[Items from a data source]
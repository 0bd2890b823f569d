//! Configuration types for batch processing settings.

use serde::{Deserialize, Serialize};
use tf_error::{Result, TfError};

/// Batch processing configuration.
#[derive(Debug, Clone, Serialize, Deserialize)]
pub struct ProcessingConfig {
    /// Number of threads in the rayon pool (1 = sequential)
    #[serde(default = "default_threads")]
    pub threads: usize,

    /// Number of events per batch
    #[serde(default = "default_batch_size")]
    pub batch_size: usize,
}

impl ProcessingConfig {
    /// Creates a config with defaults.
    pub fn new() -> Self {
        Self::default()
    }

    /// Sets the thread count.
    pub fn with_threads(mut self, threads: usize) -> Self {
        self.threads = threads;
        self
    }

    /// Sets the batch size.
    pub fn with_batch_size(mut self, batch_size: usize) -> Self {
        self.batch_size = batch_size;
        self
    }

    /// Returns true if batches should be processed on a thread pool.
    pub fn is_parallel(&self) -> bool {
        self.threads > 1
    }

    /// Validates the configuration.
    pub fn validate(&self) -> Result<()> {
        if self.threads == 0 {
            return Err(TfError::Config("threads must be at least 1".to_string()));
        }
        if self.batch_size == 0 {
            return Err(TfError::Config("batch_size must be at least 1".to_string()));
        }
        Ok(())
    }
}

impl Default for ProcessingConfig {
    fn default() -> Self {
        Self {
            threads: default_threads(),
            batch_size: default_batch_size(),
        }
    }
}

fn default_threads() -> usize {
    std::thread::available_parallelism()
        .map(|p| p.get())
        .unwrap_or(1)
}

fn default_batch_size() -> usize {
    2000
}
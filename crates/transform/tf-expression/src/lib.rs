//! Rhai-based condition evaluation for truncflow.
//!
//! This crate provides [`RhaiEvaluator`], an implementation of
//! [`tf_traits::ExpressionEvaluator`] that decides rule conditions by
//! evaluating Rhai expressions against an event.
//!
//! # Features
//!
//! - **Field variables**: every event field is in scope under its own name
//! - **Whole event**: the event is also available as the map `event`
//! - **Compiled once**: each distinct condition is parsed a single time
//! - **Helper functions**: `length`, `has_key`
//!
//! # Example
//!
//! ```rust,ignore
//! use tf_expression::RhaiEvaluator;
//! use tf_traits::ExpressionEvaluator;
//!
//! let evaluator = RhaiEvaluator::new();
//! let matched = evaluator.evaluate_conditional(r#"status == 200 && level != "DEBUG""#, &event)?;
//! ```

mod builtin;
mod conversion;
mod evaluator;

pub use conversion::{event_to_map, value_to_dynamic};
pub use evaluator::RhaiEvaluator;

Directions for this task => Every record shown above should appear again in your answer, unchanged.

Solution below =>
repository 0bd2890b823f569d
//! Configuration types for batch processing settings.

use serde::{Deserialize, Serialize};
use tf_error::{Result, TfError};

/// Batch processing configuration.
#[derive(Debug, Clone, Serialize, Deserialize)]
pub struct ProcessingConfig {
    /// Number of threads in the rayon pool (1 = sequential)
    #[serde(default = "default_threads")]
    pub threads: usize,

    /// Number of events per batch
    #[serde(default = "default_batch_size")]
    pub batch_size: usize,
}

impl ProcessingConfig {
    /// Creates a config with defaults.
    pub fn new() -> Self {
        Self::default()
    }

    /// Sets the thread count.
    pub fn with_threads(mut self, threads: usize) -> Self {
        self.threads = threads;
        self
    }

    /// Sets the batch size.
    pub fn with_batch_size(mut self, batch_size: usize) -> Self {
        self.batch_size = batch_size;
        self
    }

    /// Returns true if batches should be processed on a thread pool.
    pub fn is_parallel(&self) -> bool {
        self.threads > 1
    }

    /// Validates the configuration.
    pub fn validate(&self) -> Result<()> {
        if self.threads == 0 {
            return Err(TfError::Config("threads must be at least 1".to_string()));
        }
        if self.batch_size == 0 {
            return Err(TfError::Config("batch_size must be at least 1".to_string()));
        }
        Ok(())
    }
}

impl Default for ProcessingConfig {
    fn default() -> Self {
        Self {
            threads: default_threads(),
            batch_size: default_batch_size(),
        }
    }
}

fn default_threads() -> usize {
    std::thread::available_parallelism()
        .map(|p| p.get())
        .unwrap_or(1)
}

fn default_batch_size() -> usize {
    2000
}
filename crates/transform/tf-expression/src/lib.rs
//! Rhai-based condition evaluation for truncflow.
//!
//! This crate provides [`RhaiEvaluator`], an implementation of
//! [`tf_traits::ExpressionEvaluator`] that decides rule conditions by
//! evaluating Rhai expressions against an event.
//!
//! # Features
//!
//! - **Field variables**: every event field is in scope under its own name
//! - **Whole event**: the event is also available as the map `event`
//! - **Compiled once**: each distinct condition is parsed a single time
//! - **Helper functions**: `length`, `has_key`
//!
//! # Example
//!
//! ```rust,ignore
//! use tf_expression::RhaiEvaluator;
//! use tf_traits::ExpressionEvaluator;
//!
//! let evaluator = RhaiEvaluator::new();
//! let matched = evaluator.evaluate_conditional(r#"status == 200 && level != "DEBUG""#, &event)?;
//! ```

mod builtin;
mod conversion;
mod evaluator;

pub use conversion::{event_to_map, value_to_dynamic};
pub use evaluator::RhaiEvaluator;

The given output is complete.